Amen._
Then, in that darkest hour before the dawn, she had opened the heavy
clasps of an even older volume, and copied a short prayer from the
Gelasian Sacramentary, under date A.D. 492.
_Lighten our darkness, we beseech Thee O Lord, and my Thy great mercy
defend us from all perils and dangers of this night; for the love of
Thy only Son, our Saviour, Jesus Christ. Amen._
This appeared to have been copied last of all. The ink was still wet
upon the parchment.
The candles had burned down to the sockets, and gone out.

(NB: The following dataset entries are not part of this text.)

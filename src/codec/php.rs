//! Decoder for PHP `serialize()` payloads
//!
//! The legacy proposal system stored each proposal's justifications as a
//! serialized PHP object. This module parses that wire format into a
//! [`PhpValue`] tree and flattens a top-level array or object into ordered
//! [`Justifications`], discarding the class name.
//!
//! Supported tokens:
//!
//! | token | form |
//! |-------|------|
//! | null | `N;` |
//! | bool | `b:0;` / `b:1;` |
//! | int | `i:42;` |
//! | float | `d:1.5;` |
//! | string | `s:<byte len>:"...";` |
//! | array | `a:<count>:{<key><value>...}` |
//! | object | `O:<len>:"<class>":<count>:{<key><value>...}` |
//!
//! References (`r:` / `R:`) and custom serialization (`C:`) are rejected.

use crate::error::{ArchiveError, ArchiveResult};
use crate::models::Justifications;

/// Deepest array/object nesting accepted before the payload is rejected
pub const MAX_DEPTH: usize = 32;

/// A decoded PHP value
#[derive(Debug, Clone, PartialEq)]
pub enum PhpValue {
    Null,
    Bool(bool),
    Int(i64),
    Float(f64),
    Str(String),
    Array(Vec<(PhpValue, PhpValue)>),
    Object {
        class: String,
        fields: Vec<(PhpValue, PhpValue)>,
    },
}

impl PhpValue {
    /// Render a scalar as text; `None` for arrays and objects
    pub fn as_text(&self) -> Option<String> {
        match self {
            Self::Null => Some(String::new()),
            Self::Bool(b) => Some(b.to_string()),
            Self::Int(i) => Some(i.to_string()),
            Self::Float(f) => Some(f.to_string()),
            Self::Str(s) => Some(s.clone()),
            Self::Array(_) | Self::Object { .. } => None,
        }
    }
}

/// Parse a complete serialized value
pub fn unserialize(input: &str) -> ArchiveResult<PhpValue> {
    let mut parser = Parser::new(input.as_bytes());
    let value = parser.value()?;
    parser.skip_whitespace();
    if parser.pos != parser.input.len() {
        return Err(ArchiveError::decode(parser.pos, "trailing data after value"));
    }
    Ok(value)
}

/// Decode a justification payload into an ordered field → text mapping
pub fn decode_justifications(payload: &str) -> ArchiveResult<Justifications> {
    let fields = match unserialize(payload)? {
        PhpValue::Array(entries) => entries,
        PhpValue::Object { fields, .. } => fields,
        other => {
            return Err(ArchiveError::decode(
                0,
                format!("expected array or object, found {:?}", other),
            ));
        }
    };

    let mut out = Justifications::new();
    for (key, value) in fields {
        let name = match key.as_text() {
            Some(name) => strip_visibility(&name).to_string(),
            None => return Err(ArchiveError::decode(0, "composite key")),
        };
        let text = value
            .as_text()
            .ok_or_else(|| ArchiveError::decode(0, format!("nested value for '{}'", name)))?;
        out.insert(name, text);
    }
    Ok(out)
}

/// Drop the `\0*\0` (protected) or `\0Class\0` (private) property prefix
fn strip_visibility(name: &str) -> &str {
    match name.strip_prefix('\0') {
        Some(rest) => match rest.find('\0') {
            Some(idx) => &rest[idx + 1..],
            None => name,
        },
        None => name,
    }
}

struct Parser<'a> {
    input: &'a [u8],
    pos: usize,
    depth: usize,
}

impl<'a> Parser<'a> {
    fn new(input: &'a [u8]) -> Self {
        Self {
            input,
            pos: 0,
            depth: 0,
        }
    }

    fn skip_whitespace(&mut self) {
        while self.pos < self.input.len() && self.input[self.pos].is_ascii_whitespace() {
            self.pos += 1;
        }
    }

    fn peek(&self) -> ArchiveResult<u8> {
        self.input
            .get(self.pos)
            .copied()
            .ok_or_else(|| ArchiveError::decode(self.pos, "unexpected end of input"))
    }

    fn expect(&mut self, byte: u8) -> ArchiveResult<()> {
        let found = self.peek()?;
        if found != byte {
            return Err(ArchiveError::decode(
                self.pos,
                format!("expected '{}', found '{}'", byte as char, found as char),
            ));
        }
        self.pos += 1;
        Ok(())
    }

    /// Consume bytes up to (not including) `delim`, then skip the delimiter
    fn until(&mut self, delim: u8) -> ArchiveResult<&'a str> {
        let input = self.input;
        let start = self.pos;
        let len = input[start..]
            .iter()
            .position(|b| *b == delim)
            .ok_or_else(|| ArchiveError::decode(start, format!("missing '{}'", delim as char)))?;
        self.pos = start + len + 1;
        std::str::from_utf8(&input[start..start + len])
            .map_err(|e| ArchiveError::decode(start, e.to_string()))
    }

    fn number<T: std::str::FromStr>(&mut self, delim: u8) -> ArchiveResult<T> {
        let start = self.pos;
        let text = self.until(delim)?;
        text.parse()
            .map_err(|_| ArchiveError::decode(start, format!("invalid number '{}'", text)))
    }

    fn value(&mut self) -> ArchiveResult<PhpValue> {
        let start = self.pos;
        let tag = self.peek()?;
        self.pos += 1;
        match tag {
            b'N' => {
                self.expect(b';')?;
                Ok(PhpValue::Null)
            }
            b'b' => {
                self.expect(b':')?;
                match self.number::<u8>(b';')? {
                    0 => Ok(PhpValue::Bool(false)),
                    1 => Ok(PhpValue::Bool(true)),
                    n => Err(ArchiveError::decode(start, format!("invalid bool {}", n))),
                }
            }
            b'i' => {
                self.expect(b':')?;
                Ok(PhpValue::Int(self.number(b';')?))
            }
            b'd' => {
                self.expect(b':')?;
                Ok(PhpValue::Float(self.number(b';')?))
            }
            b's' => {
                self.expect(b':')?;
                let s = self.string_body()?;
                self.expect(b';')?;
                Ok(PhpValue::Str(s))
            }
            b'a' => {
                self.expect(b':')?;
                Ok(PhpValue::Array(self.entries()?))
            }
            b'O' => {
                self.expect(b':')?;
                let class = self.string_body()?;
                self.expect(b':')?;
                let fields = self.entries()?;
                Ok(PhpValue::Object { class, fields })
            }
            other => Err(ArchiveError::decode(
                start,
                format!("unsupported token '{}'", other as char),
            )),
        }
    }

    /// `<len>:"<bytes>"` with the length counted in bytes
    fn string_body(&mut self) -> ArchiveResult<String> {
        let len: usize = self.number(b':')?;
        self.expect(b'"')?;
        let input = self.input;
        let start = self.pos;
        let end = start
            .checked_add(len)
            .filter(|end| *end <= input.len())
            .ok_or_else(|| ArchiveError::decode(start, "string runs past end of input"))?;
        let text = std::str::from_utf8(&input[start..end])
            .map_err(|e| ArchiveError::decode(start, e.to_string()))?;
        self.pos = end;
        self.expect(b'"')?;
        Ok(text.to_string())
    }

    /// `<count>:{<key><value>...}`
    fn entries(&mut self) -> ArchiveResult<Vec<(PhpValue, PhpValue)>> {
        if self.depth >= MAX_DEPTH {
            return Err(ArchiveError::decode(
                self.pos,
                format!("nesting deeper than {} levels", MAX_DEPTH),
            ));
        }
        self.depth += 1;
        let entries = self.entry_list();
        self.depth -= 1;
        entries
    }

    fn entry_list(&mut self) -> ArchiveResult<Vec<(PhpValue, PhpValue)>> {
        let count: usize = self.number(b':')?;
        self.expect(b'{')?;
        let mut entries = Vec::new();
        for _ in 0..count {
            let key_pos = self.pos;
            let key = self.value()?;
            if !matches!(key, PhpValue::Int(_) | PhpValue::Str(_)) {
                return Err(ArchiveError::decode(key_pos, "keys must be int or string"));
            }
            let value = self.value()?;
            entries.push((key, value));
        }
        self.expect(b'}')?;
        Ok(entries)
    }
}
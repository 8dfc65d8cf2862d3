//! Category/criteria assembly
//!
//! Attaches review criteria to each proposal category. Every category starts
//! with the universal criteria; the rest are assigned by abbreviation prefix.

use std::collections::BTreeMap;

use crate::error::{ArchiveError, ArchiveResult};
use crate::models::{Category, CategoryGroup, Criterion};

/// Criteria every general-education proposal must address
pub const UNIVERSAL_CRITERIA: [&str; 2] = ["QC-1", "QC-2"];

/// Criteria every Flexible Core proposal must also address
pub const FLEXIBLE_CORE_CRITERIA: [&str; 3] = ["FCC-1", "FCC-2", "FCC-3"];

/// Prefix rules, evaluated in order; the first match wins.
///
/// `CW-` deliberately excludes the `CW2-n` criteria, which duplicate `CW-n`.
pub const PREFIX_RULES: [(&str, Category); 13] = [
    ("EC", Category::Ec1),
    ("CW-", Category::Ec2),
    ("MQ", Category::Mqr),
    ("LP", Category::Lps),
    ("WG", Category::Wcgi),
    ("US", Category::Used),
    ("CE", Category::Ce),
    ("IS", Category::Is),
    ("SW", Category::Sw),
    ("LI", Category::Lit),
    ("LA", Category::Lang),
    ("SC", Category::Sci),
    ("SY", Category::Syn),
];

/// Where a criterion lands in the taxonomy
#[derive(Debug, Clone, Copy, PartialEq, Eq)]
pub enum Assignment {
    Category(Category),
    Unassigned,
}

/// Classify a criterion abbreviation by prefix
pub fn assign(abbr: &str) -> Assignment {
    PREFIX_RULES
        .iter()
        .find(|(prefix, _)| abbr.starts_with(prefix))
        .map(|(_, category)| Assignment::Category(*category))
        .unwrap_or(Assignment::Unassigned)
}

/// Ordered criteria per category
#[derive(Debug, Clone)]
pub struct Taxonomy {
    criteria: BTreeMap<Category, Vec<Criterion>>,
}

impl Taxonomy {
    /// Build the taxonomy from the full criteria list (in load order)
    ///
    /// Fails if a universal criterion is missing.
    pub fn build(all_criteria: &[Criterion]) -> ArchiveResult<Self> {
        let lookup = |abbr: &str| -> ArchiveResult<Criterion> {
            all_criteria
                .iter()
                .find(|c| c.abbr == abbr)
                .cloned()
                .ok_or_else(|| ArchiveError::MissingCriterion(abbr.to_string()))
        };

        let universal = UNIVERSAL_CRITERIA
            .iter()
            .map(|abbr| lookup(abbr))
            .collect::<ArchiveResult<Vec<_>>>()?;
        let flexible = FLEXIBLE_CORE_CRITERIA
            .iter()
            .map(|abbr| lookup(abbr))
            .collect::<ArchiveResult<Vec<_>>>()?;

        let mut criteria = BTreeMap::new();
        for category in Category::ALL {
            let mut initial = universal.clone();
            if category.group() == CategoryGroup::FlexibleCore {
                initial.extend(flexible.iter().cloned());
            }
            criteria.insert(category, initial);
        }

        let mut taxonomy = Self { criteria };
        for criterion in all_criteria {
            if let Assignment::Category(category) = assign(&criterion.abbr) {
                taxonomy.insert(category, criterion.clone());
            }
        }
        Ok(taxonomy)
    }

    /// Insert or replace in place, keeping first-insertion order
    fn insert(&mut self, category: Category, criterion: Criterion) {
        let list = self.criteria.entry(category).or_default();
        match list.iter_mut().find(|c| c.abbr == criterion.abbr) {
            Some(existing) => *existing = criterion,
            None => list.push(criterion),
        }
    }

    /// The criteria attached to a category, in display order
    pub fn criteria_for(&self, category: Category) -> &[Criterion] {
        self.criteria
            .get(&category)
            .map(Vec::as_slice)
            .unwrap_or(&[])
    }
}

#[cfg(test)]
mod tests {
    use super::*;

    fn criterion(abbr: &str) -> Criterion {
        Criterion {
            abbr: abbr.into(),
            prompt: format!("prompt for {}", abbr),
        }
    }

    fn sample() -> Vec<Criterion> {
        let mut abbrs = vec![
            "CE-1", "CW-1", "CW2-1", "EC-1", "FCC-1", "FCC-2", "FCC-3", "IS-1", "LA-1", "LI-1",
            "LP-1", "MQ-1", "QC-1", "QC-2", "SC-1", "SW-1", "SY-1", "US-1", "WG-1", "ZZ-9",
        ];
        abbrs.sort();
        abbrs.into_iter().map(criterion).collect()
    }

    fn abbrs(taxonomy: &Taxonomy, category: Category) -> Vec<&str> {
        taxonomy
            .criteria_for(category)
            .iter()
            .map(|c| c.abbr.as_str())
            .collect()
    }

    #[test]
    fn test_assign_rules() {
        assert_eq!(assign("EC-3"), Assignment::Category(Category::Ec1));
        assert_eq!(assign("CW-2"), Assignment::Category(Category::Ec2));
        assert_eq!(assign("CW2-2"), Assignment::Unassigned);
        assert_eq!(assign("SY-1"), Assignment::Category(Category::Syn));
        assert_eq!(assign("QC-1"), Assignment::Unassigned);
        assert_eq!(assign("FCC-1"), Assignment::Unassigned);
        assert_eq!(assign("ec-1"), Assignment::Unassigned);
    }

    #[test]
    fn test_universal_criteria_first() {
        let taxonomy = Taxonomy::build(&sample()).unwrap();

        assert_eq!(abbrs(&taxonomy, Category::Ec1), vec!["QC-1", "QC-2", "EC-1"]);
        assert_eq!(abbrs(&taxonomy, Category::Ec2), vec!["QC-1", "QC-2", "CW-1"]);
        assert_eq!(
            abbrs(&taxonomy, Category::Ce),
            vec!["QC-1", "QC-2", "FCC-1", "FCC-2", "FCC-3", "CE-1"]
        );
        assert_eq!(abbrs(&taxonomy, Category::Lit), vec!["QC-1", "QC-2", "LI-1"]);
    }

    #[test]
    fn test_each_prefixed_criterion_assigned_once() {
        let all = sample();
        let taxonomy = Taxonomy::build(&all).unwrap();

        for criterion in &all {
            let universal = UNIVERSAL_CRITERIA.contains(&criterion.abbr.as_str())
                || FLEXIBLE_CORE_CRITERIA.contains(&criterion.abbr.as_str());
            if universal {
                continue;
            }
            let holders = Category::ALL
                .iter()
                .filter(|c| abbrs(&taxonomy, **c).contains(&criterion.abbr.as_str()))
                .count();
            match assign(&criterion.abbr) {
                Assignment::Category(_) => assert_eq!(holders, 1, "{}", criterion.abbr),
                Assignment::Unassigned => assert_eq!(holders, 0, "{}", criterion.abbr),
            }
        }
    }

    #[test]
    fn test_missing_universal_criterion() {
        let without_qc2: Vec<_> = sample().into_iter().filter(|c| c.abbr != "QC-2").collect();
        let err = Taxonomy::build(&without_qc2).unwrap_err();
        assert!(matches!(err, ArchiveError::MissingCriterion(ref a) if a == "QC-2"));
    }

    #[test]
    fn test_scan_order_preserved() {
        let mut all = sample();
        all.push(criterion("EC-2"));
        all.push(criterion("EC-10"));
        let taxonomy = Taxonomy::build(&all).unwrap();
        assert_eq!(
            abbrs(&taxonomy, Category::Ec1),
            vec!["QC-1", "QC-2", "EC-1", "EC-2", "EC-10"]
        );
    }
}
//! CSV Export functionality
//!
//! One row per archived course: the index of the archive without the
//! justification text.

use crate::error::ArchiveResult;
use crate::reports::Archive;
use serde::Serialize;
use std::io::Write;

#[derive(Debug, Serialize)]
struct ApprovalRecord<'a> {
    #[serde(rename = "Category")]
    category: &'a str,
    #[serde(rename = "Course")]
    course: &'a str,
    #[serde(rename = "Proposal")]
    proposal: i64,
    #[serde(rename = "Effective Date")]
    effective_date: String,
    #[serde(rename = "Catalog Status")]
    catalog_status: String,
    #[serde(rename = "Justifications")]
    justification_count: usize,
}

/// Export every grouped approval to CSV, including unexpected proposal types
pub fn export_approvals_csv<W: Write>(archive: &Archive, writer: &mut W) -> ArchiveResult<()> {
    let mut csv_writer = csv::Writer::from_writer(writer);

    for (proposal_type, course, proposal) in archive.index().iter() {
        csv_writer.serialize(ApprovalRecord {
            category: proposal_type.code(),
            course,
            proposal: proposal.proposal,
            effective_date: proposal.effective_date.to_string(),
            catalog_status: archive.status(course).label(),
            justification_count: proposal.justifications.len(),
        })?;
    }

    csv_writer
        .flush()
        .map_err(|e| crate::error::ArchiveError::Export(e.to_string()))?;
    Ok(())
}

#[cfg(test)]
mod tests {
    use super::*;
    use crate::models::{ApprovalEvent, CatalogCourse, Criterion, DateRange, DesignationRule};
    use crate::services::{ApprovalSource, ProposalIndex, Taxonomy};
    use crate::storage::fixtures::payload;
    use chrono::NaiveDate;
    use std::collections::HashMap;

    #[test]
    fn test_export_rows() {
        let criteria: Vec<Criterion> = ["FCC-1", "FCC-2", "FCC-3", "QC-1", "QC-2"]
            .iter()
            .map(|a| Criterion {
                abbr: a.to_string(),
                prompt: String::new(),
            })
            .collect();

        let mut index = ProposalIndex::new();
        index.extend(
            ApprovalSource::Ccrc,
            vec![ApprovalEvent {
                proposal: 42,
                course: "MATH 141W".into(),
                proposal_type: "MQR".into(),
                effective_date: NaiveDate::from_ymd_opt(2013, 12, 2).unwrap(),
                payload: payload("MQ-1", "Quantitative, reasoning"),
            }],
        );

        let mut catalog = HashMap::new();
        catalog.insert(
            "MATH 141".to_string(),
            CatalogCourse {
                title: "Calculus, Part I".into(),
                is_active: true,
                designation: "RMQR".into(),
                ..Default::default()
            },
        );

        let archive = Archive::new(
            DateRange {
                earliest: NaiveDate::from_ymd_opt(2013, 12, 2).unwrap(),
                latest: NaiveDate::from_ymd_opt(2013, 12, 2).unwrap(),
            },
            HashMap::new(),
            Taxonomy::build(&criteria).unwrap(),
            index,
            catalog,
            DesignationRule::default(),
        );

        let mut buffer = Vec::new();
        export_approvals_csv(&archive, &mut buffer).unwrap();
        let output = String::from_utf8(buffer).unwrap();
        let lines: Vec<_> = output.lines().collect();

        assert_eq!(
            lines[0],
            "Category,Course,Proposal,Effective Date,Catalog Status,Justifications"
        );
        assert_eq!(
            lines[1],
            r#"MQR,MATH 141W,42,2013-12-02,"Calculus, Part I [MQ]",1"#
        );
    }
}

The
Prioress's chair, pushed back from the table, was empty.
As the dawn crept in, it discovered her kneeling before the shrine of
the Madonna, absorbed in prayer and meditation.
She had not yet taken her final decision as to the future; but her
hesitation was now rather the slow, wondering, opening of the mind to
accept an astounding fact, than any attempt to fight against it.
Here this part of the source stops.